Employee Competition: Recent Cases


  1. The topics covered in this paper are considered in detail in the book Employee Competition: Covenants, Confidentiality, and Garden Leave.1 The book examines the law and practice relating to competition by employees, directors, partners and others. This paper examines recent key cases in this area.


  2. Two recent cases consider the nature and extent of an employee's contractual and fiduciary duties of loyalty. Cook v MSHK Ltd [2009] IRLR 838

  3. What can an employee legitimately do to prepare for future competition whilst remaining in his current employment? This question has been considered in a number of cases over the years, some of the more important of which include:

    Balston Ltd v Headline Filters Ltd [1990] FSR 385 (Falconer J); Lancashire Fires Ltd v S A Lyons & Co Ltd [1997] IRLR 113 (CA); CMS Dolphin v Simonet [2001] 2 BCLC 84 (Lawrence Collins J); British Midland Tool Ltd v Midland International Tooling Ltd [2003] 2 BCLC 523 (Hart J); Item Software (UK) Ltd v Fassihi [2005] ICR 450, [2004] IRLR 928 (CA); Shepherds Investments Ltd v Walters[2007] IRLR 110 (Etherton J); Helmet Integrated Systems Ltd v Tunnard [2007] IRLR 126 (CA); Kynixa Ltd v Hynes [2008] EWHC 1495 (QB) (Wyn Williams J); Foster Bryant Surveying Ltd v Bryant [2007] IRLR 425 (CA).
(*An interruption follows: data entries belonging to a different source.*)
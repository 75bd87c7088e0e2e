// SPDX-License-Identifier: BUSL-1.1
// Copyright (c) 2026 Alfred Jean LLC

//! SessionStart hook plumbing.
//!
//! `ccbot hook` runs inside the agent's tmux window whenever a session
//! starts (or rotates after `/clear`). It reads the hook payload from stdin,
//! asks tmux which window it is sitting in, and rewrites that window's
//! session-map entry. The long-running bridge never writes the session map;
//! this one-shot process is its single writer.
//!
//! `ccbot hook --install` merges the hook declaration into the agent's
//! settings file, idempotently.

use std::path::{Path, PathBuf};

use serde::Deserialize;
use serde_json::{json, Value};
use tracing::debug;

use crate::config::Config;
use crate::session_map::{upsert_entry, SessionMapEntry};

/// The SessionStart payload the agent pipes to hooks.
#[derive(Debug, Clone, Deserialize)]
pub struct HookPayload {
    pub session_id: String,
    pub cwd: String,
    #[serde(default)]
    pub transcript_path: Option<String>,
    #[serde(default)]
    pub hook_event_name: Option<String>,
}

/// Consume one payload from stdin and write the session-map entry.
/// Exits quietly when the surrounding window is not in the bridge session.
pub async fn run(config: &Config) -> anyhow::Result<()> {
    let mut input = String::new();
    std::io::Read::read_to_string(&mut std::io::stdin(), &mut input)?;
    let payload: HookPayload = serde_json::from_str(&input)?;

    let Ok(pane) = std::env::var("TMUX_PANE") else {
        debug!("not inside tmux, nothing to record");
        return Ok(());
    };
    let Some((session_name, window_id, window_name)) = locate_window(&pane).await? else {
        return Ok(());
    };
    if session_name != config.tmux_session {
        debug!(session_name, "window belongs to another tmux session, skipping");
        return Ok(());
    }

    apply_payload(&config.session_map_path(), &config.tmux_session, &window_id, &window_name, &payload)
}

/// Ask tmux which window the given pane lives in.
async fn locate_window(pane: &str) -> anyhow::Result<Option<(String, String, String)>> {
    let output = tokio::process::Command::new("tmux")
        .args([
            "display-message",
            "-p",
            "-t",
            pane,
            "#{session_name}\t#{window_id}\t#{window_name}",
        ])
        .output()
        .await?;
    if !output.status.success() {
        return Ok(None);
    }
    let line = String::from_utf8_lossy(&output.stdout);
    let mut fields = line.trim_end().split('\t');
    let (Some(session), Some(window_id), Some(window_name)) =
        (fields.next(), fields.next(), fields.next())
    else {
        return Ok(None);
    };
    Ok(Some((session.to_owned(), window_id.to_owned(), window_name.to_owned())))
}

/// Validate and persist one hook payload for a resolved window.
pub fn apply_payload(
    map_path: &Path,
    tmux_session: &str,
    window_id: &str,
    window_name: &str,
    payload: &HookPayload,
) -> anyhow::Result<()> {
    // Session ids are UUIDs; anything else is a malformed payload.
    uuid::Uuid::parse_str(&payload.session_id)
        .map_err(|_| anyhow::anyhow!("invalid session id: {}", payload.session_id))?;
    if !payload.cwd.starts_with('/') {
        anyhow::bail!("hook payload cwd is not absolute: {}", payload.cwd);
    }

    upsert_entry(
        map_path,
        tmux_session,
        window_id,
        SessionMapEntry {
            session_id: payload.session_id.clone(),
            cwd: payload.cwd.clone(),
            window_name: window_name.to_owned(),
        },
    )
}

/// The hook command written into the agent's settings.
const HOOK_COMMAND: &str = "ccbot hook";

/// Merge the SessionStart hook declaration into the agent settings file.
/// Returns `true` when the file changed.
pub fn install(settings_path: &Path) -> anyhow::Result<bool> {
    let existing: Value =
        crate::persist::read_json(settings_path)?.unwrap_or_else(|| json!({}));
    let (merged, changed) = merge_hook_settings(existing);
    if changed {
        crate::persist::write_json(settings_path, &merged)?;
    }
    Ok(changed)
}

/// Default location of the agent settings file.
pub fn default_settings_path() -> PathBuf {
    let home = std::env::var("HOME").unwrap_or_else(|_| ".".to_owned());
    Path::new(&home).join(".claude").join("settings.json")
}

/// Pure merge: append our hook to `hooks.SessionStart` unless any declared
/// command already invokes it.
pub fn merge_hook_settings(mut settings: Value) -> (Value, bool) {
    if !settings.is_object() {
        settings = json!({});
    }

    let already_installed = settings
        .get("hooks")
        .and_then(|h| h.get("SessionStart"))
        .map(|s| s.to_string().contains(HOOK_COMMAND))
        .unwrap_or(false);
    if already_installed {
        return (settings, false);
    }

    let declaration = json!({
        "matcher": "",
        "hooks": [{ "type": "command", "command": HOOK_COMMAND }]
    });

    let root = match settings.as_object_mut() {
        Some(obj) => obj,
        None => return (json!({}), false),
    };
    let hooks = root
        .entry("hooks")
        .or_insert_with(|| json!({}));
    if !hooks.is_object() {
        *hooks = json!({});
    }
    if let Some(hooks_obj) = hooks.as_object_mut() {
        let session_start = hooks_obj
            .entry("SessionStart")
            .or_insert_with(|| json!([]));
        if !session_start.is_array() {
            *session_start = json!([]);
        }
        if let Some(arr) = session_start.as_array_mut() {
            arr.push(declaration);
        }
    }
    (settings, true)
}

#[cfg(test)]
#[path = "hook_tests.rs"]
mod tests;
    These recent cases demonstrate, in the words of the editor of the IRLR, "that this has become a fluid area of the law".

  4. The issue arose in Cook v MSHK, although the Court of Appeal was not required to consider it in any depth on a summary judgment application.

  5. Mr Cook resigned from his senior position at the Ministry of Sound in order to join another record label, Warner Music UK Ltd. In proceedings commenced by MSHK, it was alleged, amongst other things, that Mr Cook failed to inform the claimants that he had a settled intention to compete with them.

  6. For Mr Cook, it was argued (para 66) that such a duty was non-existent, reliance being placed on Searle v Celltech [1982] FSR 92; Framlington Group v Anderson [1995] 1 BCLC 475; Saatchi & Saatchi v Saatchi 13 Feb 1995, unrep; and Helmet v Tunnard (above).

  7. For MSHK, it was submitted (para 69) that, as a fiduciary, Mr Cook was obliged to ensure that his self-interest and duty to MSHK did not come into conflict; that he was faced with such a conflict as soon as he formed a settled intention to compete with them at Warner; and that he could only resolve it by a prompt resignation: British Midland Tool (above); and Shepherds Investments v Walters (above).

  8. For the purpose of the summary judgment application, Rimer LJ (with whom the other members of the Court agreed) assumed (para 70), without deciding, that MSHK was correct that once any so-called "settled intention" to compete was formed, Mr Cook had a duty to disclose it to MSHK; and that any omission to do so was a breach of the implied term of trust and confidence.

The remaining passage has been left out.